Just a couple of choice pieces of FUD from the M$ web page.
--------quote on----------
3.When security is compromised on the System Service Processor, which runs on the Ultra 5 workstation controlling domain operations and performance monitoring, all running domains on the E 10000 can be brought down with a short command sequence.
--------quote off----------
So, let me get this straight. The workstation which is responsible for "controlling" operations can be used to stop operations? What was Sun thinking, including a command that would turn things off! Of course, we all know that one of the main features of NT Server over NT Workstation is that the "Shutdown" command has been removed from the "Start" menu.
--------quote on------------
4.System boards that are hosting non-pageable kernel data structures cannot be removed from a domain without interrupting service. The Solaris operating system has to undertake a special "quiesce," or suspend, operation while the critical pages are migrated to another board.
--------quote off------------
This is supposed to be a problem? Now, I think it's pretty neat that you can migrate kernel memory off of a certain piece of hardware and swap it out at all. We're supposed to believe that under NT you can do this at all? Much less without telling the kernel first? The only conceivable way to allow this to happen without telling the kernel to clear the board out first would be to make sure that all the kernel memory has had a copy paged out to disk. Or perhaps keep multiple copies of all kernel data structures (and hope they don't get out of sync.) Maybe NT does do the last one. That would certainly explain why it's a memory hog.
Pretty amazing if you ask me. This web page is clearly meant for the PHBs of the world, as anybody with any knowledge at all of how computers work is simply going to laugh at this.

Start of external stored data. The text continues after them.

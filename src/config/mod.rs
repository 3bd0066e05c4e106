//! Configuration loading and management

use crate::core::error::ConfigError;
use serde::{Deserialize, Serialize};
use std::path::Path;

/// HTTP listener settings
#[derive(Debug, Clone, PartialEq, Eq, Serialize, Deserialize)]
#[serde(default)]
pub struct ServerConfig {
    /// Address to bind (e.g., "127.0.0.1")
    pub host: String,

    /// Port to listen on
    pub port: u16,

    /// Default tracing filter; `RUST_LOG` takes precedence
    pub log_level: String,
}

impl Default for ServerConfig {
    fn default() -> Self {
        Self {
            host: "127.0.0.1".to_string(),
            port: 5000,
            log_level: "info".to_string(),
        }
    }
}

impl ServerConfig {
    /// `host:port`, ready for a listener
    pub fn bind_address(&self) -> String {
        format!("{}:{}", self.host, self.port)
    }
}

/// Page size defaults for list endpoints
#[derive(Debug, Clone, Copy, PartialEq, Eq, Serialize, Deserialize)]
#[serde(default)]
pub struct PagingConfig {
    /// Page size used when the client sends none
    pub default_page_size: usize,

    /// Larger requested sizes are reduced to this
    pub max_page_size: usize,
}

impl Default for PagingConfig {
    fn default() -> Self {
        Self {
            default_page_size: 5,
            max_page_size: 20,
        }
    }
}

/// HTTP caching headers
#[derive(Debug, Clone, Copy, PartialEq, Eq, Serialize, Deserialize)]
#[serde(default)]
pub struct CachingConfig {
    /// `max-age` of the `Cache-Control` header on employee routes
    pub employees_max_age_secs: u64,
}

impl Default for CachingConfig {
    fn default() -> Self {
        Self {
            employees_max_age_secs: 120,
        }
    }
}

/// Complete configuration of the API server
///
/// Every section is optional in YAML and falls back to its defaults.
///
/// ```yaml
/// server:
///   host: 0.0.0.0
///   port: 8080
/// paging:
///   default_page_size: 10
///   max_page_size: 50
/// ```
#[derive(Debug, Clone, Default, PartialEq, Eq, Serialize, Deserialize)]
#[serde(default)]
pub struct ApiConfig {
    pub server: ServerConfig,
    pub paging: PagingConfig,
    pub caching: CachingConfig,
}

impl ApiConfig {
    /// Load configuration from a YAML file
    pub fn from_yaml_file(path: impl AsRef<Path>) -> Result<Self, ConfigError> {
        let path = path.as_ref();
        let content = std::fs::read_to_string(path).map_err(|e| match e.kind() {
            std::io::ErrorKind::NotFound => ConfigError::FileNotFound {
                path: path.display().to_string(),
            },
            _ => ConfigError::IoError {
                message: e.to_string(),
            },
        })?;

        Self::parse(&content, Some(path.display().to_string()))
    }

    /// Load configuration from a YAML string
    pub fn from_yaml_str(yaml: &str) -> Result<Self, ConfigError> {
        Self::parse(yaml, None)
    }

    fn parse(yaml: &str, file: Option<String>) -> Result<Self, ConfigError> {
        let config: Self = if yaml.trim().is_empty() {
            Self::default()
        } else {
            serde_yaml::from_str(yaml).map_err(|e| ConfigError::ParseError {
                file,
                message: e.to_string(),
            })?
        };
        config.validate()?;
        Ok(config)
    }

    /// Reject values the server cannot run with
    pub fn validate(&self) -> Result<(), ConfigError> {
        if self.paging.max_page_size == 0 {
            return Err(invalid(
                "paging.max_page_size",
                self.paging.max_page_size,
                "must be at least 1",
            ));
        }
        if self.paging.default_page_size == 0 {
            return Err(invalid(
                "paging.default_page_size",
                self.paging.default_page_size,
                "must be at least 1",
            ));
        }
        if self.paging.default_page_size > self.paging.max_page_size {
            return Err(invalid(
                "paging.default_page_size",
                self.paging.default_page_size,
                "must not exceed paging.max_page_size",
            ));
        }
        if self.server.host.trim().is_empty() {
            return Err(invalid("server.host", &self.server.host, "must not be empty"));
        }
        Ok(())
    }
}

fn invalid(field: &str, value: impl ToString, message: &str) -> ConfigError {
    ConfigError::InvalidValue {
        field: field.to_string(),
        value: value.to_string(),
        message: message.to_string(),
    }
}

Sometimes you have to wonder how things ever get approved to be on their website. Let's look at a few of the more imflammatory claims, which is really quite a kettle o' fish:
RED HERRING: Daemons that control domain operations and perform monitoring functions run on an unreliable device (Ultra 5 workstation), hardly a desirable situation in the context of a data center.
So what? The E10000 will continue to truck on as before without it. This is a complete red herring. The SSP is a really just a console station, nothing more. If it dies, you reboot it, or in the worst case, replace it with another one from the closet, which with Sun's AutoClient technology, can take on the entire identity of the failed box in a couple of minutes. (AutoClient allows Wall St. traders to replace their workstations and be working again with NO IMPACT in 5 minutes. Let's see NT do that.)
FUD SHARK: When security is compromised on the System Service Processor, which runs on the Ultra 5 workstation controlling domain operations and performance monitoring, all running domains on the E 10000 can be brought down with a short command sequence.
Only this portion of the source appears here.